No curto prazo, o vetor dominante segue sendo os elevados estoques de passagem, que funciona como amortecedor da queda de oferta e impede movimentos altistas mais significativos. “A combinação entre estoques altos e recuperação lenta da liquidez pós-recessos tende a manter o mercado nominalizado, com maior presença vendedora na segunda quinzena de janeiro por necessidade de caixa, fator que limita qualquer repique inicial”, frisa Oliveira.
A expectativa de câmbio sustentado entre R$ 5,50 e 5,60 reforça o protagonismo das exportações, que permanecem como o principal mecanismo de sustentação dos preços e elemento central para absorção gradual do excedente.

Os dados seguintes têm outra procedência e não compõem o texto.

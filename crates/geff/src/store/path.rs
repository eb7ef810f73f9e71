//! Store location helpers.

use std::path::PathBuf;

const REMOTE_SCHEMES: [&str; 4] = ["http", "https", "ftp", "sftp"];

/// True if `store` is a URL with a remote scheme.
pub fn is_remote_url(store: &str) -> bool {
    store
        .split_once("://")
        .is_some_and(|(scheme, _)| REMOTE_SCHEMES.contains(&scheme.to_ascii_lowercase().as_str()))
}

/// Expands a leading `~` to the home directory.
pub fn expand_tilde(store: &str) -> PathBuf {
    if let Some(rest) = store.strip_prefix('~') {
        if rest.is_empty() || rest.starts_with('/') {
            if let Some(home) = dirs::home_dir() {
                return home.join(rest.trim_start_matches('/'));
            }
        }
    }
    PathBuf::from(store)
}

#[cfg(test)]
mod tests {
    use super::*;

    #[test]
    fn test_remote_urls() {
        assert!(is_remote_url("https://example.com/graph.zarr"));
        assert!(is_remote_url("HTTP://example.com/graph.zarr"));
        assert!(is_remote_url("sftp://host/graph.zarr"));
        assert!(!is_remote_url("file:///tmp/graph.zarr"));
        assert!(!is_remote_url("/tmp/graph.zarr"));
        assert!(!is_remote_url("s3:/bucket"));
    }

    #[test]
    fn test_expand_tilde() {
        assert_eq!(expand_tilde("/tmp/x"), PathBuf::from("/tmp/x"));
        assert_eq!(expand_tilde("~user/x"), PathBuf::from("~user/x"));
        if let Some(home) = dirs::home_dir() {
            assert_eq!(expand_tilde("~/graph.zarr"), home.join("graph.zarr"));
            assert_eq!(expand_tilde("~"), home);
        }
    }
}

Segundo o analista, o setor estabelece como ambição implícita transformar embarques da ordem de 2 milhões de toneladas em uma tradição recorrente, enquanto reivindicações estruturais — ICMS, fretes, burocracia, seguro — avançam de forma lenta, contribuindo marginalmente para redução do “Custo Brasil”, mas sem alterar o quadro de baixa competitividade imediata. Para a indústria, o trimestre inicial permanece restritivo: margens comprimidas, originação lenta, ociosidade elevada e reposição cautelosa enquanto o mercado não sinaliza inflexão consistente.

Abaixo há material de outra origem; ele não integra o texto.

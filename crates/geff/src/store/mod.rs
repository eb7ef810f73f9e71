//! Hierarchical array store boundary.
//!
//! A [`Group`] is an in-memory tree of groups and typed arrays with a JSON
//! attribute map per group. The [`fs`] module persists a tree as a
//! directory in a zarr-v2 compatible layout.

pub mod fs;
pub mod path;

use std::collections::BTreeMap;

use serde_json::{Map, Value};

use crate::error::StoreError;
use crate::model::NdArray;

pub use fs::{StoreOptions, open_storelike, read_group, write_group};
pub use path::{expand_tilde, is_remote_url};

/// A node in the store tree.
#[derive(Debug, Clone, PartialEq)]
pub enum Member {
    Group(Group),
    Array(NdArray),
}

/// A group of named members plus an attribute map.
#[derive(Debug, Clone, Default, PartialEq)]
pub struct Group {
    attrs: Map<String, Value>,
    members: BTreeMap<String, Member>,
}

fn components(path: &str) -> impl Iterator<Item = &str> {
    path.split('/').filter(|part| !part.is_empty())
}

fn split_last(path: &str) -> Option<(&str, &str)> {
    let trimmed = path.trim_matches('/');
    match trimmed.rsplit_once('/') {
        Some(split) => Some(split),
        None if !trimmed.is_empty() => Some(("", trimmed)),
        None => None,
    }
}

impl Group {
    pub fn new() -> Self {
        Self::default()
    }

    pub fn attrs(&self) -> &Map<String, Value> {
        &self.attrs
    }

    pub fn attrs_mut(&mut self) -> &mut Map<String, Value> {
        &mut self.attrs
    }

    /// Direct members, in name order.
    pub fn members(&self) -> impl Iterator<Item = (&str, &Member)> {
        self.members.iter().map(|(name, member)| (name.as_str(), member))
    }

    /// Names of direct child groups.
    pub fn group_keys(&self) -> Vec<&str> {
        self.members()
            .filter(|(_, m)| matches!(m, Member::Group(_)))
            .map(|(name, _)| name)
            .collect()
    }

    /// Names of direct child arrays.
    pub fn array_keys(&self) -> Vec<&str> {
        self.members()
            .filter(|(_, m)| matches!(m, Member::Array(_)))
            .map(|(name, _)| name)
            .collect()
    }

    /// The member at a `/`-separated path relative to this group.
    pub fn member(&self, path: &str) -> Option<&Member> {
        let (parent, name) = split_last(path)?;
        self.group(parent)?.members.get(name)
    }

    pub fn contains(&self, path: &str) -> bool {
        self.member(path).is_some()
    }

    /// The group at `path`; the empty path is this group.
    pub fn group(&self, path: &str) -> Option<&Group> {
        let mut current = self;
        for part in components(path) {
            match current.members.get(part)? {
                Member::Group(group) => current = group,
                Member::Array(_) => return None,
            }
        }
        Some(current)
    }

    pub fn group_mut(&mut self, path: &str) -> Option<&mut Group> {
        let mut current = self;
        for part in components(path) {
            match current.members.get_mut(part)? {
                Member::Group(group) => current = group,
                Member::Array(_) => return None,
            }
        }
        Some(current)
    }

    pub fn array(&self, path: &str) -> Option<&NdArray> {
        match self.member(path)? {
            Member::Array(array) => Some(array),
            Member::Group(_) => None,
        }
    }

    /// Returns the group at `path`, creating it and any parents.
    pub fn require_group(&mut self, path: &str) -> Result<&mut Group, StoreError> {
        let mut current = self;
        let mut walked = String::new();
        for part in components(path) {
            if !walked.is_empty() {
                walked.push('/');
            }
            walked.push_str(part);
            let member = current
                .members
                .entry(part.to_string())
                .or_insert_with(|| Member::Group(Group::new()));
            current = match member {
                Member::Group(group) => group,
                Member::Array(_) => return Err(StoreError::NotAGroup { path: walked }),
            };
        }
        Ok(current)
    }

    /// Stores `array` at `path`, replacing any existing member.
    pub fn create_array(&mut self, path: &str, array: NdArray) -> Result<(), StoreError> {
        let (parent, name) = split_last(path).ok_or_else(|| StoreError::InvalidStore {
            reason: "array path must not be empty".to_string(),
        })?;
        self.require_group(parent)?
            .members
            .insert(name.to_string(), Member::Array(array));
        Ok(())
    }

    /// Inserts a child group, replacing any existing member.
    pub fn insert_group(&mut self, path: &str, group: Group) -> Result<(), StoreError> {
        let (parent, name) = split_last(path).ok_or_else(|| StoreError::InvalidStore {
            reason: "group path must not be empty".to_string(),
        })?;
        self.require_group(parent)?
            .members
            .insert(name.to_string(), Member::Group(group));
        Ok(())
    }

    pub fn remove(&mut self, path: &str) -> Option<Member> {
        let (parent, name) = split_last(path)?;
        self.group_mut(parent)?.members.remove(name)
    }
}

#[cfg(test)]
mod tests {
    use super::*;

    #[test]
    fn test_nested_paths() {
        let mut root = Group::new();
        root.create_array("nodes/ids", NdArray::from_vec_1d(vec![1i64, 2]))
            .unwrap();
        root.require_group("nodes/props").unwrap();

        assert!(root.group("nodes").is_some());
        assert!(root.group("/nodes/props/").is_some());
        assert_eq!(root.array("nodes/ids").map(NdArray::len), Some(2));
        assert!(root.group("nodes/ids").is_none());
        assert!(root.array("nodes/props").is_none());
        assert_eq!(root.group("nodes").unwrap().group_keys(), vec!["props"]);
        assert_eq!(root.group("nodes").unwrap().array_keys(), vec!["ids"]);
        assert!(root.group("").is_some());
    }

    #[test]
    fn test_require_group_through_array_fails() {
        let mut root = Group::new();
        root.create_array("a", NdArray::from_vec_1d(vec![0u8])).unwrap();
        assert!(matches!(
            root.require_group("a/b"),
            Err(StoreError::NotAGroup { path }) if path == "a"
        ));
    }

    #[test]
    fn test_remove() {
        let mut root = Group::new();
        root.create_array("x/y", NdArray::from_vec_1d(vec![0u8])).unwrap();
        assert!(matches!(root.remove("x/y"), Some(Member::Array(_))));
        assert!(!root.contains("x/y"));
        assert!(root.contains("x"));
        assert!(root.remove("").is_none());
    }
}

“O início da transição estrutural é aguardado no começo do segundo semestre, com o avanço da entressafra, o impacto real da redução produtiva tende a ganhar peso na formação de preços, desde que exportações se mantenham firmes e importações recuem sob influência do câmbio ou de barreiras competitivas regionais — cenário no qual o Paraguai permanece como variável crítica de observação”, prevê o consultor. A disponibilidade total se reduz à medida que os estoques começam a ceder, e a indústria pode iniciar recomposição seletiva quando identificar sinais mais claros de reversão de tendência.

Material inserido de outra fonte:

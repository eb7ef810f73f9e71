//! Tracklet and lineage consistency checks.
//!
//! A tracklet is a run of nodes without divisions: its in-group edges must
//! form one simple directed path. A lineage is everything descended from one
//! root: it must be exactly one weakly connected component of the graph.
//! Problems are collected as messages rather than returned as errors.

use std::collections::{BTreeMap, BTreeSet};
use std::fmt::Display;
use std::hash::Hash;

use rustc_hash::{FxHashMap, FxHashSet};

/// Checks that each tracklet is a single simple directed path.
///
/// `tracklet_ids[i]` is the tracklet of `node_ids[i]`. Edges between
/// different tracklets are ignored.
pub fn validate_tracklets<T, G>(node_ids: &[T], edge_ids: &[[T; 2]], tracklet_ids: &[G]) -> (bool, Vec<String>)
where
    T: Copy + Eq + Hash + Display,
    G: Copy + Eq + Hash + Ord + Display,
{
    if let Some(err) = length_error("tracklet", node_ids.len(), tracklet_ids.len()) {
        return (false, vec![err]);
    }
    let group_of: FxHashMap<T, G> = node_ids.iter().copied().zip(tracklet_ids.iter().copied()).collect();
    let mut members: BTreeMap<G, Vec<T>> = BTreeMap::new();
    for (&node, &group) in node_ids.iter().zip(tracklet_ids) {
        members.entry(group).or_default().push(node);
    }

    let mut predecessors: FxHashMap<T, usize> = FxHashMap::default();
    let mut successors: FxHashMap<T, Vec<T>> = FxHashMap::default();
    for &[source, target] in edge_ids {
        match (group_of.get(&source), group_of.get(&target)) {
            (Some(a), Some(b)) if a == b => {
                *predecessors.entry(target).or_default() += 1;
                successors.entry(source).or_default().push(target);
            }
            _ => {}
        }
    }
    let out_degree = |node: &T| successors.get(node).map_or(0, Vec::len);
    let in_degree = |node: &T| predecessors.get(node).copied().unwrap_or(0);

    let mut errors = Vec::new();
    for (group, nodes) in &members {
        let starts: Vec<T> = nodes.iter().copied().filter(|n| in_degree(n) == 0).collect();
        let ends = nodes.iter().filter(|n| out_degree(n) == 0).count();
        let before = errors.len();
        if starts.len() != 1 {
            errors.push(format!(
                "Tracklet {group}: expected exactly one start node, found {}",
                starts.len()
            ));
        }
        if ends != 1 {
            errors.push(format!("Tracklet {group}: expected exactly one end node, found {ends}"));
        }
        for node in nodes {
            if in_degree(node) > 1 {
                errors.push(format!("Tracklet {group}: node {node} has more than one predecessor"));
            }
            if out_degree(node) > 1 {
                errors.push(format!("Tracklet {group}: node {node} has more than one successor"));
            }
        }
        if errors.len() > before {
            continue;
        }

        let start = starts[0];
        let mut visited = FxHashSet::default();
        let mut current = Some(start);
        while let Some(node) = current {
            if !visited.insert(node) {
                break;
            }
            current = successors.get(&node).and_then(|next| next.first().copied());
        }
        if visited.len() != nodes.len() {
            errors.push(format!(
                "Tracklet {group}: only {} of {} nodes are reachable from start node {start}",
                visited.len(),
                nodes.len()
            ));
        }
    }
    (errors.is_empty(), errors)
}

/// Checks that each lineage is exactly one weakly connected component.
///
/// `lineage_ids[i]` is the lineage of `node_ids[i]`. Edges with an unknown
/// endpoint are ignored.
pub fn validate_lineages<T, G>(node_ids: &[T], edge_ids: &[[T; 2]], lineage_ids: &[G]) -> (bool, Vec<String>)
where
    T: Copy + Eq + Hash + Display,
    G: Copy + Eq + Hash + Ord + Display,
{
    if let Some(err) = length_error("lineage", node_ids.len(), lineage_ids.len()) {
        return (false, vec![err]);
    }
    let index: FxHashMap<T, usize> = node_ids.iter().enumerate().map(|(i, &n)| (n, i)).collect();
    let mut components = DisjointSet::new(node_ids.len());
    for [source, target] in edge_ids {
        if let (Some(&a), Some(&b)) = (index.get(source), index.get(target)) {
            components.union(a, b);
        }
    }

    let mut lineage_components: BTreeMap<G, BTreeSet<usize>> = BTreeMap::new();
    let mut component_lineages: BTreeMap<usize, BTreeSet<G>> = BTreeMap::new();
    for (i, &lineage) in lineage_ids.iter().enumerate() {
        let root = components.find(i);
        lineage_components.entry(lineage).or_default().insert(root);
        component_lineages.entry(root).or_default().insert(lineage);
    }

    let mut errors = Vec::new();
    for (lineage, roots) in &lineage_components {
        if roots.len() > 1 {
            errors.push(format!(
                "Lineage {lineage} is split across {} connected components",
                roots.len()
            ));
        }
    }
    for lineages in component_lineages.values() {
        if lineages.len() > 1 {
            let names: Vec<String> = lineages.iter().map(ToString::to_string).collect();
            errors.push(format!(
                "Lineages {} share one connected component",
                names.join(", ")
            ));
        }
    }
    (errors.is_empty(), errors)
}

fn length_error(kind: &str, nodes: usize, groups: usize) -> Option<String> {
    (nodes != groups).then(|| format!("Expected one {kind} id per node: {nodes} nodes but {groups} {kind} ids"))
}

/// Union-find over `0..n` with path halving.
struct DisjointSet {
    parent: Vec<usize>,
}

impl DisjointSet {
    fn new(n: usize) -> Self {
        Self {
            parent: (0..n).collect(),
        }
    }

    fn find(&mut self, mut i: usize) -> usize {
        while self.parent[i] != i {
            self.parent[i] = self.parent[self.parent[i]];
            i = self.parent[i];
        }
        i
    }

    fn union(&mut self, a: usize, b: usize) {
        let (a, b) = (self.find(a), self.find(b));
        if a != b {
            self.parent[b] = a;
        }
    }
}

A recuperação, contudo, tende a ser gradual, não explosiva: consumo doméstico estagnado limita o ritmo da valorização, e a normalização do balanço oferta e demanda requer tempo e muita disciplina. Persistem riscos relevantes: manutenção de margens negativas pode levar a novos cortes de área em 2026/27, caso a precificação não avance de forma suficiente; simultaneamente, elasticidade da demanda ao preço será determinante para avaliar a capacidade de sustentação da recuperação ao longo do segundo semestre.
No horizonte a partir de setembro, conforme Oliveira, um cenário de maior equilíbrio torna-se plausível, embora não garantido. A relação produção/consumo aproxima-se estruturalmente (10,79 mi de t vs. 10,5 mi de t), e a redução progressiva do excedente reduz a dependência de intervenções governamentais e operações compulsórias de escoamento. Estoques terminam o ciclo ainda elevados, mas com perspectiva de queda gradual — movimento que, caso consistente, pode reposicionar o mercado para 2027 como o primeiro ano em que oferta menor, exportações estruturadas e consumo estabilizado convergem para um patamar mais saudável de preços.
Políticas públicas continuam relevantes: revisão dos preços mínimos torna-se determinante para orientar decisões de área e mitigar riscos de nova retração produtiva. “Contudo, gargalos logísticos, custo de frete, competitividade externa e infraestrutura continuam limitadores diretos da capacidade de captura de valor, mantendo o Brasil atrás de concorrentes como Paraguai, Uruguai, Argentina e, principalmente, os Estados Unidos em termos de eficiência”, finaliza o consultor.